The White House has drawn criticism after it was revealed that it had spent $1 million on a fleet of four limousines for President Donald Trump‘s two-day visit to Ireland. Each vehicle cost $233,000, for a combined total of $935,000 of taxpayer money.

The administration was also attacked following reports that it had cost millions of dollars to send the president to the United Kingdom for three days. $1.2 million was spent on a spate of rooms at the InterContinental Hotel Park Lane, as well as an additional $339,000 on rooms at a Hilton on Park Lane. The various charges continue, all costing several thousands of dollars each.

Presidential visits always cost a fortune to both local taxpayers and domestic taxpayers. One of the biggest local costs is that of security. The visiting country rarely pays for the regional security that is required to protect things such as motorcades and state visits, placing the cost on the local taxpayers.

Domestic taxpayers also take a heavy hit, as bringing a world leader as powerful as the president of the United States anywhere costs an immense amount of cash. Just operating Air Force One costs $228,000 an hour, and that can only fit so many people. Not only does the president require top-tier room, board and transportation, but they also require a sizable security detail—and that security detail needs to be housed, fed, and transported as well. The expenses only grow as more people are added to the president’s entourage, such as children, spouses, and political advisors. As Trump has many adult children, each with their own spouses, the costs relating to his visits abroad are often high.

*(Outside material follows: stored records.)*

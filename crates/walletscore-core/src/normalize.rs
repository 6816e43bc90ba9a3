//! Event normalization: raw export records into typed [`Event`]s.
//!
//! The export is a JSON array of objects. Structural problems (top level is
//! not an array, an element is not an object, wallet or action missing) are
//! fatal [`InputError`]s. Numeric fields are tolerant: each of
//! `actionData.amount` and `actionData.assetPriceUSD` is read as
//!
//! - a JSON number, or
//! - a string holding a decimal number (exports usually quote amounts),
//!
//! and anything else (absent, null, unparseable, non-finite, negative)
//! becomes `0.0`. Defaulted fields are counted but never reported as errors.

use serde_json::{Map, Value};
use tracing::{debug, info};

use crate::constants::{
    FIELD_ACTION, FIELD_ACTION_DATA, FIELD_AMOUNT, FIELD_PRICE_USD, FIELD_TX_HASH, FIELD_WALLET,
};
use crate::error::InputError;
use crate::types::{ActionKind, Event};

/// Result of normalizing an export.
#[derive(Debug, Clone, Default, PartialEq)]
pub struct Normalized {
    pub events: Vec<Event>,
    /// Number of amount/price fields that fell back to `0.0`.
    pub defaulted_fields: usize,
}

/// Parse a JSON document and normalize it.
pub fn normalize_json(text: &str) -> Result<Normalized, InputError> {
    let value: Value = serde_json::from_str(text)?;
    normalize_records(&value)
}

/// Normalize an already-parsed export.
pub fn normalize_records(value: &Value) -> Result<Normalized, InputError> {
    let records = value.as_array().ok_or(InputError::NotAnArray)?;

    let mut out = Normalized {
        events: Vec::with_capacity(records.len()),
        defaulted_fields: 0,
    };

    for (index, record) in records.iter().enumerate() {
        let obj = record
            .as_object()
            .ok_or(InputError::RecordNotObject { index })?;
        let (event, defaulted) = normalize_record(index, obj)?;
        if defaulted > 0 {
            debug!(index, wallet = %event.wallet, defaulted, "normalize: numeric fields defaulted");
        }
        out.defaulted_fields += defaulted;
        out.events.push(event);
    }

    info!(
        records = out.events.len(),
        defaulted_fields = out.defaulted_fields,
        "normalize: export normalized"
    );
    Ok(out)
}

fn normalize_record(index: usize, obj: &Map<String, Value>) -> Result<(Event, usize), InputError> {
    let wallet = non_empty_str(obj.get(FIELD_WALLET)).ok_or(InputError::MissingWallet { index })?;
    let action = non_empty_str(obj.get(FIELD_ACTION)).ok_or(InputError::MissingAction { index })?;
    let tx_hash = non_empty_str(obj.get(FIELD_TX_HASH)).map(str::to_string);

    // A record without actionData is treated like one with an empty object.
    let data = obj.get(FIELD_ACTION_DATA).and_then(Value::as_object);
    let amount = data.and_then(|d| numeric_field(d.get(FIELD_AMOUNT)));
    let price = data.and_then(|d| numeric_field(d.get(FIELD_PRICE_USD)));
    let defaulted = usize::from(amount.is_none()) + usize::from(price.is_none());

    let event = Event {
        wallet: wallet.to_string(),
        action: ActionKind::parse(action),
        amount: amount.unwrap_or(0.0),
        price_usd: price.unwrap_or(0.0),
        tx_hash,
    };
    Ok((event, defaulted))
}

fn non_empty_str(value: Option<&Value>) -> Option<&str> {
    value
        .and_then(Value::as_str)
        .filter(|s| !s.trim().is_empty())
}

/// Read a non-negative finite number from a JSON number or numeric string.
fn numeric_field(value: Option<&Value>) -> Option<f64> {
    let parsed = match value? {
        Value::Number(n) => n.as_f64(),
        Value::String(s) => s.trim().parse::<f64>().ok(),
        _ => None,
    }?;
    (parsed.is_finite() && parsed >= 0.0).then_some(parsed)
}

While many criticize Trump for excessive travel costs, the fact is that bringing the president anywhere is simply expensive. For example, President Barack Obama reportedly spent over $100 million on travel over the course of his eight-year tenure. However, while pricey presidential trips aren’t out of the norm, the Trump administration does have a history of unethically expensive and wasteful business trips, such as the $124,000 spent in excess by ex-EPA head Scott Pruitt.